Bien entendu, la transmission de cette Lumière ne ressortit pas à une physiologie de l'organisme physique. Elle doit être comprise à la manière de ce qui concerne la physiologie du « corps subtil ». Elle indique allusivement la seule idée d' « incarnation » que la prophétologie islamique pouvait reconnaître.

Elle est enfin la réminiscence précise en théologie islamique du thème du « Vrai Prophète », professé dans la prophétologie chrétienne primitive, celle du judéo-christianisme ou de l'ébionisme (le « Vrai Prophète » se hâtant, de prophète en prophète, jusqu'au lieu de son repos, celui-ci étant, pour le christianisme, la personne de Jésus, tandis qu'il est, en Islam, la personne de Mohammad).

Ces éléments étant réunis, on peut entrevoir quel est le secret confié en dépôt à l'homme-Adam, et comment l'inconscience qui permet à celui-ci d'accepter de s'en charger, l'amène aussi à le trahir.

Les saints Imâms ont maintes fois répété, dans leurs leçons, que le secret dont le dépôt est ainsi proposé à la créature humaine, c'est leur walâyat (77), c'est-à-dire cette qualification qui fait d'eux les « Amis de Dieu » (Awlîyâ Allah), les « gardiens de la cause divine » (al-amr al-ilâhî), investis de la mission qui double et complète la mission prophétique (nobowwat) et dont la fin est d'initier ceux qui les « choisissent pour amis et pour guides », au sens spirituel caché, au sens ésotérique des Révélations divines imparties aux prophètes.
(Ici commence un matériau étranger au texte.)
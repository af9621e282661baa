//! Storage port for users.

use async_trait::async_trait;

use crate::error::{ClassifiedError, Conflict};
use crate::user::{Role, UserRecord};

pub type StorageResult<T> = std::result::Result<T, StorageError>;

/// Field protected by a unique constraint.
#[derive(Clone, Copy, Debug, PartialEq, Eq)]
pub enum UniqueField {
    Email,
    Phone,
}

/// Errors raised by a [`UserRepository`].
#[derive(Debug, thiserror::Error)]
pub enum StorageError {
    /// A unique constraint rejected the write. `None` when the backend did not
    /// say which one.
    #[error("unique constraint violated on {field:?}")]
    ConstraintViolation { field: Option<UniqueField> },

    #[error("storage backend failed: {0}")]
    Backend(Box<dyn std::error::Error + Send + Sync>),
}

impl StorageError {
    pub fn backend<E>(err: E) -> Self
    where
        E: std::error::Error + Send + Sync + 'static,
    {
        Self::Backend(Box::new(err))
    }

    /// Classify a failed read.
    pub fn unavailable(self) -> ClassifiedError {
        tracing::error!(error = %self, "storage read failed");
        ClassifiedError::Unavailable
    }

    /// Classify against the record that was being written.
    ///
    /// Constraint violations become [`ClassifiedError::Conflict`]. Backend
    /// failures are logged and downgraded to
    /// [`ClassifiedError::Unavailable`].
    pub fn classify(self, candidate: &UserRecord) -> ClassifiedError {
        match self {
            StorageError::ConstraintViolation { field } => {
                let conflict = match field {
                    Some(UniqueField::Email) => Conflict::email(&candidate.email),
                    Some(UniqueField::Phone) => Conflict::phone(&candidate.phone),
                    None => Conflict {
                        email: Some(candidate.email.clone()),
                        phone: Some(candidate.phone.clone()),
                    },
                };
                tracing::warn!(?field, "unique constraint rejected write");
                conflict.into()
            },
            StorageError::Backend(err) => {
                tracing::error!(error = %err, "storage backend failed");
                ClassifiedError::Unavailable
            },
        }
    }
}

/// Port for user persistence.
///
/// Implementations must be safe for concurrent use and must enforce email and
/// phone uniqueness on [`UserRepository::save`].
#[async_trait]
pub trait UserRepository: Send + Sync {
    /// Find a user by its natural lookup key, the email.
    async fn find_by_key(&self, key: &str) -> StorageResult<Option<UserRecord>>;

    /// Find a user by numeric ID.
    async fn find_by_id(&self, id: i64) -> StorageResult<Option<UserRecord>>;

    /// Find a user with both this full name and role.
    async fn find_by_full_name_and_role(
        &self,
        full_name: &str,
        role: Role,
    ) -> StorageResult<Option<UserRecord>>;

    /// List every user, ordered by ID.
    async fn find_all(&self) -> StorageResult<Vec<UserRecord>>;

    async fn exists_by_email(&self, email: &str) -> StorageResult<bool>;

    async fn exists_by_phone(&self, phone: &str) -> StorageResult<bool>;

    /// Insert (`id == 0`) or update a user, returning what was stored.
    async fn save(&self, user: UserRecord) -> StorageResult<UserRecord>;
}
Les « prendre pour amis », c'est, de la part de leurs fidèles, leur vouer leur amour (leur walâyat ou leur mahabbat, les deux mots alternant fréquemment), en vouant ainsi cet amour à la Face divine qui en eux se montre aux hommes, et c'est cela même, nous le savons désormais, ce par quoi, sous la forme du shî'isme, l'Islam comme religion prophétique est religion d'amour. Ceux qui les « prennent pour amis » sont préservés de périr, car la Face divine est impérissable. C'est pourquoi l'attestation de cette walâyat, comme dévotion d'amour répondant, du côté du fidèle, à la dilection divine dont les Douze Imâms sont l'objet, - cette attestation (shahâdat) est l'achèvement final et indispensable d'une triple Attestation : Attestation de l'Unique (le Superêtre, l'Ineffable, l'Imprédicable), Attestation de la mission prophétique qui le révèle aux hommes (quant à ses Noms, ses Attributs, ses Opérations), Attestation de l'Imâmat par cette walâyat, dévotion d'amour constitutive de la foi même (îmân), qui atteste que l'Imâm est le guide initiant au sens caché de ces Noms, de ces Attributs, de ces Opérations.
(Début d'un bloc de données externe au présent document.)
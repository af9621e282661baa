//! Remote identity authority.
//!
//! The authority owns credentials and the identity-bearing fields of a user.
//! It is updated first; local storage follows only once it accepted.
mod http;

pub use http::*;

use async_trait::async_trait;
use serde::{Deserialize, Serialize};

const BEARER: &str = "Bearer ";

/// Fresh tokens issued by the identity authority.
#[derive(Clone, Debug, Default, PartialEq, Eq, Serialize, Deserialize)]
#[serde(rename_all = "camelCase")]
pub struct Credentials {
    pub access_token: String,
    pub refresh_token: String,
}

/// Fields forwarded to the identity authority. Absent fields are not sent.
#[derive(Clone, Debug, Default, PartialEq, Eq, Serialize, Deserialize)]
#[serde(rename_all = "camelCase")]
pub struct IdentityUpdate {
    #[serde(skip_serializing_if = "Option::is_none")]
    pub full_name: Option<String>,
    #[serde(skip_serializing_if = "Option::is_none")]
    pub email: Option<String>,
    #[serde(skip_serializing_if = "Option::is_none")]
    pub password: Option<String>,
    #[serde(skip_serializing_if = "Option::is_none")]
    pub phone: Option<String>,
    #[serde(skip_serializing_if = "Option::is_none")]
    pub role: Option<String>,
}

/// Bearer credential of the inbound request, scheme prefix stripped.
#[derive(Clone, PartialEq, Eq)]
pub struct BearerToken(String);

impl BearerToken {
    pub fn new(token: impl Into<String>) -> Self {
        Self(token.into())
    }

    /// Extract the token from an `Authorization` header value.
    ///
    /// Returns `None` for a missing scheme or an empty token.
    pub fn from_header(value: &str) -> Option<Self> {
        let value = value.trim();
        let scheme = value.get(..BEARER.len())?;
        if !scheme.eq_ignore_ascii_case(BEARER) {
            return None;
        }

        let token = value[BEARER.len()..].trim();
        (!token.is_empty()).then(|| Self(token.to_owned()))
    }

    pub fn as_str(&self) -> &str {
        &self.0
    }
}

impl std::fmt::Debug for BearerToken {
    fn fmt(&self, f: &mut std::fmt::Formatter<'_>) -> std::fmt::Result {
        f.write_str("BearerToken(***)")
    }
}

/// Why a call to the identity authority did not succeed.
#[derive(Clone, Debug, PartialEq, Eq, thiserror::Error)]
pub enum RemoteFailure {
    /// The authority answered with a non-2xx status.
    #[error("identity authority rejected the request with status {status}")]
    Rejected { status: u16, body: String },
    /// The authority answered 2xx with a body that is not [`Credentials`].
    #[error("identity authority returned an unreadable body: {reason}")]
    Malformed { body: String, reason: String },
    #[error("identity authority timed out")]
    Timeout,
    #[error("identity authority unreachable: {0}")]
    Connection(String),
    /// The circuit is open and the call was not attempted.
    #[error("circuit open, retry after {retry_after_secs} seconds")]
    CircuitOpen { retry_after_secs: u64 },
}

impl RemoteFailure {
    /// Whether the authority never produced a response.
    pub fn is_no_response(&self) -> bool {
        !matches!(self, Self::Rejected { .. } | Self::Malformed { .. })
    }
}

/// Port for the identity authority.
#[async_trait]
pub trait IdentityAuthority: Send + Sync {
    /// Update the identity bound to `key`, forwarding the caller's credential.
    async fn update_identity(
        &self,
        key: &str,
        fields: &IdentityUpdate,
        bearer: &BearerToken,
    ) -> Result<Credentials, RemoteFailure>;
}

/// Test double answering every call the same way.
#[cfg(test)]
pub(crate) mod testing {
    use std::sync::Mutex;
    use std::sync::atomic::{AtomicUsize, Ordering};

    use super::*;

    enum Mode {
        Respond(Result<Credentials, RemoteFailure>),
        Hang,
    }

    pub struct ScriptedAuthority {
        mode: Mode,
        calls: AtomicUsize,
        requests: Mutex<Vec<(String, IdentityUpdate, String)>>,
    }

    impl ScriptedAuthority {
        fn with_mode(mode: Mode) -> Self {
            Self {
                mode,
                calls: AtomicUsize::new(0),
                requests: Mutex::new(Vec::new()),
            }
        }

        pub fn succeeding() -> Self {
            Self::with_mode(Mode::Respond(Ok(Credentials {
                access_token: "fresh-access".into(),
                refresh_token: "fresh-refresh".into(),
            })))
        }

        pub fn failing(failure: RemoteFailure) -> Self {
            Self::with_mode(Mode::Respond(Err(failure)))
        }

        pub fn hanging() -> Self {
            Self::with_mode(Mode::Hang)
        }

        pub fn calls(&self) -> usize {
            self.calls.load(Ordering::SeqCst)
        }

        /// `(key, fields, bearer)` of every call.
        pub fn requests(&self) -> Vec<(String, IdentityUpdate, String)> {
            self.requests.lock().unwrap().clone()
        }
    }

    #[async_trait]
    impl IdentityAuthority for ScriptedAuthority {
        async fn update_identity(
            &self,
            key: &str,
            fields: &IdentityUpdate,
            bearer: &BearerToken,
        ) -> Result<Credentials, RemoteFailure> {
            self.calls.fetch_add(1, Ordering::SeqCst);
            self.requests.lock().unwrap().push((
                key.to_owned(),
                fields.clone(),
                bearer.as_str().to_owned(),
            ));

            match &self.mode {
                Mode::Respond(outcome) => outcome.clone(),
                Mode::Hang => std::future::pending().await,
            }
        }
    }
}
C'est pourquoi tous les docteurs shî'ites s'accordent sur ce point : le tawhîd, l'Attestation de l'Unique, est envers l'Attestation de la mission prophétique dans le même rapport que celle-ci envers l'Attestation de l'Imâmat des douze Imâms ; autrement dit, la walâyat est dans le même rapport envers la nobowwat que celle-ci envers le tawhîd. Les trois phases de l'Attestation forment un tout indissociable. Le témoignage rendu aux Douze Imâms, étant le retentissement, dans le cœur du fidèle, de la walâyat dont ils sont l'objet de la part de Dieu, ce témoignage clôt et scelle l'ensemble, à tel point que sans la walâyat, sans cette dévotion d'amour que le terme connote, non seulement la foi est vaine, mais il n'est point de foi (îmân) au sens intégral du mot(78).
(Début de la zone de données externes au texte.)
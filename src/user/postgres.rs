//! Handle database requests.

use async_trait::async_trait;
use sqlx::{Pool, Postgres};

use crate::user::{
    Role, StorageError, StorageResult, UniqueField, UserRecord, UserRepository,
};

const COLUMNS: &str = "id, full_name, email, phone, password, role";

/// [`UserRepository`] on PostgreSQL.
#[derive(Clone)]
pub struct PostgresUserRepository {
    pool: Pool<Postgres>,
}

impl PostgresUserRepository {
    /// Create a new [`PostgresUserRepository`].
    pub fn new(pool: Pool<Postgres>) -> Self {
        Self { pool }
    }

    async fn find_by_field(
        &self,
        field: Field,
        value: &str,
    ) -> StorageResult<Option<UserRecord>> {
        let query = format!("SELECT {COLUMNS} FROM users WHERE {field} = $1");

        sqlx::query_as::<_, UserRecord>(&query)
            .bind(value)
            .fetch_optional(&self.pool)
            .await
            .map_err(from_sqlx)
    }

    async fn exists(&self, field: Field, value: &str) -> StorageResult<bool> {
        let query =
            format!("SELECT EXISTS(SELECT 1 FROM users WHERE {field} = $1)");

        sqlx::query_scalar::<_, bool>(&query)
            .bind(value)
            .fetch_one(&self.pool)
            .await
            .map_err(from_sqlx)
    }
}

#[async_trait]
impl UserRepository for PostgresUserRepository {
    async fn find_by_key(&self, key: &str) -> StorageResult<Option<UserRecord>> {
        self.find_by_field(Field::Email, key).await
    }

    async fn find_by_id(&self, id: i64) -> StorageResult<Option<UserRecord>> {
        let query = format!("SELECT {COLUMNS} FROM users WHERE id = $1");

        sqlx::query_as::<_, UserRecord>(&query)
            .bind(id)
            .fetch_optional(&self.pool)
            .await
            .map_err(from_sqlx)
    }

    async fn find_by_full_name_and_role(
        &self,
        full_name: &str,
        role: Role,
    ) -> StorageResult<Option<UserRecord>> {
        let query = format!(
            "SELECT {COLUMNS} FROM users WHERE full_name = $1 AND role = $2 LIMIT 1"
        );

        sqlx::query_as::<_, UserRecord>(&query)
            .bind(full_name)
            .bind(role.as_str())
            .fetch_optional(&self.pool)
            .await
            .map_err(from_sqlx)
    }

    async fn find_all(&self) -> StorageResult<Vec<UserRecord>> {
        let query = format!("SELECT {COLUMNS} FROM users ORDER BY id");

        sqlx::query_as::<_, UserRecord>(&query)
            .fetch_all(&self.pool)
            .await
            .map_err(from_sqlx)
    }

    async fn exists_by_email(&self, email: &str) -> StorageResult<bool> {
        self.exists(Field::Email, email).await
    }

    async fn exists_by_phone(&self, phone: &str) -> StorageResult<bool> {
        self.exists(Field::Phone, phone).await
    }

    async fn save(&self, user: UserRecord) -> StorageResult<UserRecord> {
        let query = if user.id == 0 {
            format!(
                r#"INSERT INTO users (full_name, email, phone, password, role)
                    VALUES ($1, $2, $3, $4, $5)
                    RETURNING {COLUMNS}"#
            )
        } else {
            format!(
                r#"UPDATE users
                    SET full_name = $1, email = $2, phone = $3, password = $4, role = $5
                    WHERE id = $6
                    RETURNING {COLUMNS}"#
            )
        };

        let mut statement = sqlx::query_as::<_, UserRecord>(&query)
            .bind(&user.full_name)
            .bind(&user.email)
            .bind(&user.phone)
            .bind(&user.password)
            .bind(user.role.as_str());
        if user.id != 0 {
            statement = statement.bind(user.id);
        }

        statement.fetch_one(&self.pool).await.map_err(from_sqlx)
    }
}

#[derive(Debug, Clone, Copy)]
enum Field {
    Email,
    Phone,
}

impl std::fmt::Display for Field {
    fn fmt(&self, f: &mut std::fmt::Formatter) -> std::fmt::Result {
        match self {
            Field::Email => write!(f, "email"),
            Field::Phone => write!(f, "phone"),
        }
    }
}

/// Map unique violations to [`StorageError::ConstraintViolation`], using the
/// constraint name to tell which column failed.
fn from_sqlx(err: sqlx::Error) -> StorageError {
    if let sqlx::Error::Database(db_err) = &err {
        if db_err.is_unique_violation() {
            let field = db_err.constraint().and_then(|name| {
                if name.contains("email") {
                    Some(UniqueField::Email)
                } else if name.contains("phone") {
                    Some(UniqueField::Phone)
                } else {
                    None
                }
            });
            return StorageError::ConstraintViolation { field };
        }
    }

    StorageError::backend(err)
}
C'est cette triple shahâdat qui a été mystérieusement écrite, d'univers en univers, à chaque niveau des théophanies, car elle concerne le Principe et le double mouvement dont le Principe est à la fois le point d'origine et le point de retour : mouvement de la genèse qui en procède et mouvement du retour qui y reconduit, mabda' et ma'âd. Ce couple de termes exprime sous son aspect cosmique la même bi-unité dont d'autres exemples expriment l'aspect religieux : tanzîl et ta'wîl (descente de la Révélation et reconduction de la lettre révélée à son archétype par l'herméneutique spirituelle), sharî'at et haqîqat (la Loi religieuse et sa vérité spirituelle), nobowwat (mission prophétique) et imâmat. C'est pourquoi, à chaque niveau des théophanies, aux êtres qui peuplent l'univers correspondant à ce niveau théophanique, le même triple engagement (mîthâq) a été demandé, jusqu'à ce que la descente des théophanies parvienne à l'homme terrestre (79).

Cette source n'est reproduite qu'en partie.